Строительство театра Драмы в Самаре

Строительство театра Драмы в Самаре

4 апреля 1886 года, после быстрого рассмотрения вопроса «Об истреблении бродячих собак», Самарская дума приступила к обстоятельному обсуждению доклада городской управы «О сломе существующего здания зимнего театра и о постройке для сего нового». На такой шаг — сломать и построить — управу, прежде всего, подвигла наверное… безвыходность положения. Потому что украшавший тридцать один год Полицейскую площадь деревянный «храм муз» к тому времени пришел в такое аварийное состояние, что «…дальнейшее посещение публикою театра следует прекратить, так как за прочность его отвечать нельзя». Ветхость здания годами существовавшая «громадная неудобность как в пожарном, так и гигиеническом отношениях» оказались столь неустранимыми, что попытки некоторых гласных думы хоть на короткое время продлить в нем представления или, на худой конец, приспособить для каких-нибудь иных городских нужд оказались тщетными.
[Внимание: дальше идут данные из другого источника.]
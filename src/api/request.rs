//! Request types for the take-home pay API.
//!
//! This module defines the JSON bodies for `POST /calculate` and
//! `POST /compare`, and the query string for `GET /calculate`.

use std::str::FromStr;

use rust_decimal::Decimal;
use serde::{Deserialize, Serialize};

use crate::error::EngineResult;
use crate::models::CalculationInput;

use super::response::ApiError;

/// Request body for `POST /calculate`.
///
/// Every field is optional. Absent values default to a zero salary in the
/// UK with no student loan and no pension.
#[derive(Debug, Clone, Default, Serialize, Deserialize)]
#[serde(rename_all = "camelCase")]
pub struct CalculationRequest {
    /// Annual gross salary.
    #[serde(default, alias = "gross_salary")]
    pub gross_salary: Decimal,
    /// Region identifier, e.g. "UK" or "Scotland".
    #[serde(default)]
    pub region: Option<String>,
    /// Student loan plan identifier, e.g. "plan2".
    #[serde(default, alias = "student_loan_plan")]
    pub student_loan_plan: Option<String>,
    /// Pension contribution as a percentage of gross salary.
    #[serde(default, alias = "pension_rate_percent", alias = "pensionRate")]
    pub pension_rate_percent: Decimal,
}

impl CalculationRequest {
    /// Validates the request into a calculation input.
    pub fn into_input(self) -> EngineResult<CalculationInput> {
        CalculationInput::from_raw(
            self.gross_salary,
            self.region.as_deref(),
            self.student_loan_plan.as_deref(),
            self.pension_rate_percent,
        )
    }
}

/// Request body for `POST /compare`.
#[derive(Debug, Clone, Serialize, Deserialize)]
pub struct ComparisonRequest {
    /// The baseline salary.
    pub first: CalculationRequest,
    /// The salary compared against the baseline.
    pub second: CalculationRequest,
}

/// Query string for `GET /calculate`.
///
/// Numbers arrive as raw text so malformed values can be reported with the
/// offending field rather than as a generic rejection.
#[derive(Debug, Clone, Default, Deserialize)]
#[serde(rename_all = "camelCase")]
pub struct CalculationQuery {
    /// Annual gross salary.
    #[serde(default, alias = "gross_salary")]
    pub gross_salary: Option<String>,
    /// Region identifier.
    #[serde(default)]
    pub region: Option<String>,
    /// Student loan plan identifier.
    #[serde(default, alias = "student_loan_plan")]
    pub student_loan_plan: Option<String>,
    /// Pension contribution percentage.
    #[serde(default, alias = "pension_rate_percent", alias = "pensionRate")]
    pub pension_rate_percent: Option<String>,
}

impl CalculationQuery {
    /// Parses the numeric fields, producing a request.
    ///
    /// Absent or blank numbers default to zero; anything else that is not a
    /// decimal number is rejected.
    pub fn into_request(self) -> Result<CalculationRequest, ApiError> {
        Ok(CalculationRequest {
            gross_salary: parse_number("grossSalary", self.gross_salary.as_deref())?,
            region: self.region,
            student_loan_plan: self.student_loan_plan,
            pension_rate_percent: parse_number(
                "pensionRatePercent",
                self.pension_rate_percent.as_deref(),
            )?,
        })
    }
}

fn parse_number(field: &str, raw: Option<&str>) -> Result<Decimal, ApiError> {
    match raw.map(str::trim).filter(|s| !s.is_empty()) {
        None => Ok(Decimal::ZERO),
        Some(text) => Decimal::from_str(text).map_err(|_| ApiError::invalid_number(field, text)),
    }
}
//! Core data models for the take-home pay engine.
//!
//! This module contains all the domain models used throughout the engine.

mod band;
mod calculation_input;
mod calculation_result;
mod region;
mod student_loan;

pub use band::{Band, BandSchedule};
pub use calculation_input::{CalculationInput, MAX_GROSS_SALARY, MAX_PENSION_RATE_PERCENT};
pub use calculation_result::{
    AuditStep, BandContribution, CalculationResult, DetailedCalculation, SalaryComparison,
};
pub use region::Region;
pub use student_loan::{StudentLoanPlan, StudentLoanRule};
//! Tax region selection.

use std::fmt;
use std::str::FromStr;

use serde::{Deserialize, Serialize};
use tracing::warn;

use crate::error::EngineError;

/// The region whose income tax schedule applies.
///
/// National Insurance and student loans are the same everywhere; only
/// income tax differs by region.
///
/// # Example
///
/// ```
/// use take_home::models::Region;
///
/// let region: Region = "scotland".parse().unwrap();
/// assert_eq!(region, Region::Scotland);
/// assert_eq!(Region::resolve(Some("atlantis")), Region::RestOfUk);
/// ```
#[derive(Debug, Clone, Copy, Default, PartialEq, Eq, Hash, Serialize, Deserialize)]
pub enum Region {
    /// England, Wales and Northern Ireland.
    #[default]
    #[serde(rename = "UK")]
    RestOfUk,
    /// Scotland, which sets its own income tax bands.
    #[serde(rename = "Scotland")]
    Scotland,
}

impl Region {
    /// Resolves an optional region identifier, falling back to
    /// [`Region::RestOfUk`] when it is absent or unrecognised.
    ///
    /// An unrecognised identifier is logged at `warn` level.
    pub fn resolve(raw: Option<&str>) -> Self {
        match raw.map(str::trim).filter(|s| !s.is_empty()) {
            None => Self::default(),
            Some(text) => text.parse().unwrap_or_else(|_| {
                warn!(region = %text, "Unknown region, defaulting to UK");
                Self::default()
            }),
        }
    }
}

impl fmt::Display for Region {
    fn fmt(&self, f: &mut fmt::Formatter<'_>) -> fmt::Result {
        match self {
            Self::RestOfUk => write!(f, "UK"),
            Self::Scotland => write!(f, "Scotland"),
        }
    }
}

impl FromStr for Region {
    type Err = EngineError;

    fn from_str(s: &str) -> Result<Self, Self::Err> {
        let key = s.trim().to_ascii_lowercase().replace(['-', ' '], "_");
        match key.as_str() {
            "uk" | "rest_of_uk" | "ruk" | "england" | "wales" | "northern_ireland" => {
                Ok(Self::RestOfUk)
            }
            "scotland" => Ok(Self::Scotland),
            _ => Err(EngineError::InvalidInput {
                field: "region".to_string(),
                message: format!("unknown region '{}'", s),
            }),
        }
    }
}
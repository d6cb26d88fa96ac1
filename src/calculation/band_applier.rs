//! Marginal-rate band application.
//!
//! This module sums what is owed on an amount across an ordered band
//! schedule: bands fully below the amount contribute their full width, the
//! band containing the amount contributes a partial slice, and bands above
//! it contribute nothing.

use rust_decimal::Decimal;

use crate::models::{BandContribution, BandSchedule};

/// Returns the total owed on `amount` under `schedule`.
///
/// No rounding is applied; callers round only at the output boundary.
///
/// # Examples
///
/// ```
/// use take_home::calculation::apply_bands;
/// use take_home::models::{Band, BandSchedule};
/// use rust_decimal::Decimal;
///
/// let schedule = BandSchedule::new(
///     "national_insurance",
///     vec![
///         Band::new(Decimal::ZERO, Some(Decimal::from(12570)), Decimal::ZERO),
///         Band::new(Decimal::from(12570), Some(Decimal::from(50270)), Decimal::new(8, 2)),
///         Band::new(Decimal::from(50270), None, Decimal::new(2, 2)),
///     ],
/// )
/// .unwrap();
///
/// assert_eq!(apply_bands(Decimal::from(30000), &schedule), Decimal::new(139440, 2));
/// ```
pub fn apply_bands(amount: Decimal, schedule: &BandSchedule) -> Decimal {
    schedule
        .bands()
        .iter()
        .filter(|band| amount > band.lower)
        .map(|band| band.taxable_slice(amount) * band.rate)
        .sum()
}

/// Returns one line per band showing how much of `amount` fell in it and
/// what was owed.
///
/// Bands above the amount are included with zero figures so the lines
/// always mirror the schedule. The `owed` values sum to
/// [`apply_bands`] for the same inputs.
pub fn band_contributions(amount: Decimal, schedule: &BandSchedule) -> Vec<BandContribution> {
    schedule
        .bands()
        .iter()
        .map(|band| {
            let taxed_amount = band.taxable_slice(amount);
            BandContribution {
                lower: band.lower,
                upper: band.upper,
                rate: band.rate,
                taxed_amount,
                owed: taxed_amount * band.rate,
            }
        })
        .collect()
}
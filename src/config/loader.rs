//! Configuration loading functionality.
//!
//! This module provides the [`ConfigLoader`] type for loading a tax-year
//! rule set from YAML files, either from a directory on disk or from the
//! copy compiled into the binary.

use std::fs;
use std::path::Path;

use tracing::info;

use crate::error::{EngineError, EngineResult};

use super::types::{
    IncomeTaxConfig, NationalInsuranceConfig, RuleSet, StudentLoanConfig, TaxYearMetadata,
};

const TAX_YEAR_FILE: &str = "tax_year.yaml";
const INCOME_TAX_FILE: &str = "income_tax.yaml";
const NATIONAL_INSURANCE_FILE: &str = "national_insurance.yaml";
const STUDENT_LOANS_FILE: &str = "student_loans.yaml";

const BUNDLED_DIR: &str = "config/uk_2025_26";
const BUNDLED_TAX_YEAR: &str = include_str!("../../config/uk_2025_26/tax_year.yaml");
const BUNDLED_INCOME_TAX: &str = include_str!("../../config/uk_2025_26/income_tax.yaml");
const BUNDLED_NATIONAL_INSURANCE: &str =
    include_str!("../../config/uk_2025_26/national_insurance.yaml");
const BUNDLED_STUDENT_LOANS: &str = include_str!("../../config/uk_2025_26/student_loans.yaml");

/// Loads and provides access to the tax-year rule set.
///
/// # Directory Structure
///
/// The configuration directory should have the following structure:
/// ```text
/// config/uk_2025_26/
/// ├── tax_year.yaml           # Tax year metadata
/// ├── income_tax.yaml         # Allowance, taper and regional bands
/// ├── national_insurance.yaml # NI bands
/// └── student_loans.yaml      # Threshold and rate per plan
/// ```
///
/// # Example
///
/// ```
/// use take_home::config::ConfigLoader;
/// use take_home::models::Region;
///
/// let loader = ConfigLoader::bundled().unwrap();
/// assert_eq!(loader.tax_year().code, "2025-26");
/// assert_eq!(loader.rules().income_tax_schedule(Region::Scotland).bands().len(), 7);
/// ```
#[derive(Debug, Clone)]
pub struct ConfigLoader {
    rules: RuleSet,
}

impl ConfigLoader {
    /// Loads configuration from the specified directory.
    ///
    /// # Returns
    ///
    /// Returns a `ConfigLoader` instance on success, or an error if:
    /// - Any required file is missing
    /// - Any file contains invalid YAML
    /// - Any schedule fails validation
    ///
    /// # Example
    ///
    /// ```no_run
    /// use take_home::config::ConfigLoader;
    ///
    /// let loader = ConfigLoader::load("./config/uk_2025_26")?;
    /// # Ok::<(), take_home::error::EngineError>(())
    /// ```
    pub fn load<P: AsRef<Path>>(path: P) -> EngineResult<Self> {
        let path = path.as_ref();

        let tax_year = Self::load_yaml::<TaxYearMetadata>(&path.join(TAX_YEAR_FILE))?;
        let income_tax = Self::load_yaml::<IncomeTaxConfig>(&path.join(INCOME_TAX_FILE))?;
        let national_insurance =
            Self::load_yaml::<NationalInsuranceConfig>(&path.join(NATIONAL_INSURANCE_FILE))?;
        let student_loans =
            Self::load_yaml::<StudentLoanConfig>(&path.join(STUDENT_LOANS_FILE))?;

        let rules = RuleSet::new(tax_year, income_tax, national_insurance, student_loans)?;
        info!(
            path = %path.display(),
            tax_year = %rules.tax_year().code,
            "Loaded rule set"
        );
        Ok(Self { rules })
    }

    /// Loads the rule set compiled into the binary.
    pub fn bundled() -> EngineResult<Self> {
        let tax_year = Self::parse_yaml::<TaxYearMetadata>(
            &format!("{}/{}", BUNDLED_DIR, TAX_YEAR_FILE),
            BUNDLED_TAX_YEAR,
        )?;
        let income_tax = Self::parse_yaml::<IncomeTaxConfig>(
            &format!("{}/{}", BUNDLED_DIR, INCOME_TAX_FILE),
            BUNDLED_INCOME_TAX,
        )?;
        let national_insurance = Self::parse_yaml::<NationalInsuranceConfig>(
            &format!("{}/{}", BUNDLED_DIR, NATIONAL_INSURANCE_FILE),
            BUNDLED_NATIONAL_INSURANCE,
        )?;
        let student_loans = Self::parse_yaml::<StudentLoanConfig>(
            &format!("{}/{}", BUNDLED_DIR, STUDENT_LOANS_FILE),
            BUNDLED_STUDENT_LOANS,
        )?;

        let rules = RuleSet::new(tax_year, income_tax, national_insurance, student_loans)?;
        Ok(Self { rules })
    }

    /// Loads and parses a YAML file.
    fn load_yaml<T: serde::de::DeserializeOwned>(path: &Path) -> EngineResult<T> {
        let path_str = path.display().to_string();

        let content = fs::read_to_string(path).map_err(|_| EngineError::ConfigNotFound {
            path: path_str.clone(),
        })?;

        Self::parse_yaml(&path_str, &content)
    }

    fn parse_yaml<T: serde::de::DeserializeOwned>(path: &str, content: &str) -> EngineResult<T> {
        serde_yaml::from_str(content).map_err(|e| EngineError::ConfigParseError {
            path: path.to_string(),
            message: e.to_string(),
        })
    }

    /// Returns the validated rule set.
    pub fn rules(&self) -> &RuleSet {
        &self.rules
    }

    /// Returns the tax-year metadata.
    pub fn tax_year(&self) -> &TaxYearMetadata {
        self.rules.tax_year()
    }
}
#[tokio::test]
async fn test_error_salary_above_ceiling_in_comparison() {
    let (status, error) = post_json(
        create_router_for_test(),
        "/compare",
        json!({
            "first": { "grossSalary": 30000 },
            "second": { "grossSalary": 2000000000000u64 }
        }),
    )
    .await;

    assert_eq!(status, StatusCode::BAD_REQUEST);
    assert_eq!(error["code"], "INVALID_INPUT");
}

#[tokio::test]
async fn test_pension_rate_of_hundred_percent_accepted() {
    let (status, result) = get_query(
        create_router_for_test(),
        "grossSalary=30000&pensionRatePercent=100",
    )
    .await;

    assert_eq!(status, StatusCode::OK);
    assert_eq!(result["pensionContribution"], "30000.00");
    assert_eq!(result["incomeTax"], "0.00");
    assert_eq!(result["netAnnual"], "0.00");
}

#[tokio::test]
async fn test_error_missing_content_type() {
    let router = create_router_for_test();

    let response = router
        .oneshot(
            Request::builder()
                .method("POST")
                .uri("/calculate")
                .body(Body::from("{}"))
                .unwrap(),
        )
        .await
        .unwrap();

    let (status, error) = read_json(response).await;
    assert_eq!(status, StatusCode::BAD_REQUEST);
    assert_eq!(error["code"], "MISSING_CONTENT_TYPE");
}
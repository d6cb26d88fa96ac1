//! Error types for the take-home pay engine.
//!
//! This module provides strongly-typed errors using the `thiserror` crate
//! for every condition that can stop a rule set from loading or a
//! calculation from starting.

use thiserror::Error;

/// The main error type for the take-home pay engine.
///
/// A calculation either returns a complete result or fails with one of
/// these before any computation runs; there are no partial results.
///
/// # Example
///
/// ```
/// use take_home::error::EngineError;
///
/// let error = EngineError::ConfigNotFound {
///     path: "/missing/file.yaml".to_string(),
/// };
/// assert_eq!(error.to_string(), "Configuration file not found: /missing/file.yaml");
/// ```
#[derive(Debug, Error)]
pub enum EngineError {
    /// Configuration file was not found at the specified path.
    #[error("Configuration file not found: {path}")]
    ConfigNotFound {
        /// The path that was not found.
        path: String,
    },

    /// Configuration file could not be parsed.
    #[error("Failed to parse configuration file '{path}': {message}")]
    ConfigParseError {
        /// The path to the file that failed to parse.
        path: String,
        /// A description of the parse error.
        message: String,
    },

    /// A band schedule or threshold table broke a structural rule.
    #[error("Invalid schedule '{schedule}': {message}")]
    InvalidSchedule {
        /// The name of the offending schedule.
        schedule: String,
        /// A description of the violated rule.
        message: String,
    },

    /// A calculation input was outside its domain.
    #[error("Invalid input '{field}': {message}")]
    InvalidInput {
        /// The input field that was rejected.
        field: String,
        /// A description of why it was rejected.
        message: String,
    },
}

/// A type alias for Results that return EngineError.
pub type EngineResult<T> = Result<T, EngineError>;

#[cfg(test)]
mod tests {
    use super::*;

    #[test]
    fn test_config_not_found_displays_path() {
        let error = EngineError::ConfigNotFound {
            path: "/missing/file.yaml".to_string(),
        };
        assert_eq!(
            error.to_string(),
            "Configuration file not found: /missing/file.yaml"
        );
    }

    #[test]
    fn test_config_parse_error_displays_path_and_message() {
        let error = EngineError::ConfigParseError {
            path: "/config/bad.yaml".to_string(),
            message: "invalid YAML syntax".to_string(),
        };
        assert_eq!(
            error.to_string(),
            "Failed to parse configuration file '/config/bad.yaml': invalid YAML syntax"
        );
    }

    #[test]
    fn test_invalid_schedule_displays_name_and_message() {
        let error = EngineError::InvalidSchedule {
            schedule: "income_tax.scotland".to_string(),
            message: "band 2 does not start where band 1 ends".to_string(),
        };
        assert_eq!(
            error.to_string(),
            "Invalid schedule 'income_tax.scotland': band 2 does not start where band 1 ends"
        );
    }

    #[test]
    fn test_invalid_input_displays_field_and_message() {
        let error = EngineError::InvalidInput {
            field: "gross_salary".to_string(),
            message: "must not be negative".to_string(),
        };
        assert_eq!(
            error.to_string(),
            "Invalid input 'gross_salary': must not be negative"
        );
    }

    #[test]
    fn test_errors_implement_std_error() {
        fn assert_error<T: std::error::Error>() {}
        assert_error::<EngineError>();
    }

    #[test]
    fn test_error_propagation_with_question_mark() {
        fn returns_invalid_input() -> EngineResult<()> {
            Err(EngineError::InvalidInput {
                field: "pension_rate_percent".to_string(),
                message: "must not be negative".to_string(),
            })
        }

        fn propagates_error() -> EngineResult<()> {
            returns_invalid_input()?;
            Ok(())
        }

        assert!(propagates_error().is_err());
    }
}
Вид от реки Самарки на Полицейскую площадь, где располагался деревянный «храм муз»:

Вид от Самарки на Полицейскую площадьСерьезным толчком к такой кардинальной постановке вопроса о новом театре было, конечно, и само время бурного промышленно-экономического развития Самары, время настоящей строительной лихорадки. Здесь следует напомнить о том, что в 1880 году открывается мост через Волгу у Сызрани, в 1887 году начинает действовать пересекающая губернию с запада на восток железнодорожная ветка Батраки—Оренбург, а в следующем — заканчивается строительство Самаро-Уфимской железной дороги… Наконец, еще одна весьма веская причина: желание образованных, прогрессивно мыслящих людей, для которых внимание к развитию искусства, библиотек, музейного дела и просвещения было не проявлением тщеславия и меценатства, а духовной потребностью и гражданским долгом. Двое жителей Самары, принимали в этом самое активное участие — П. В. Алабин и К. К. Позерн.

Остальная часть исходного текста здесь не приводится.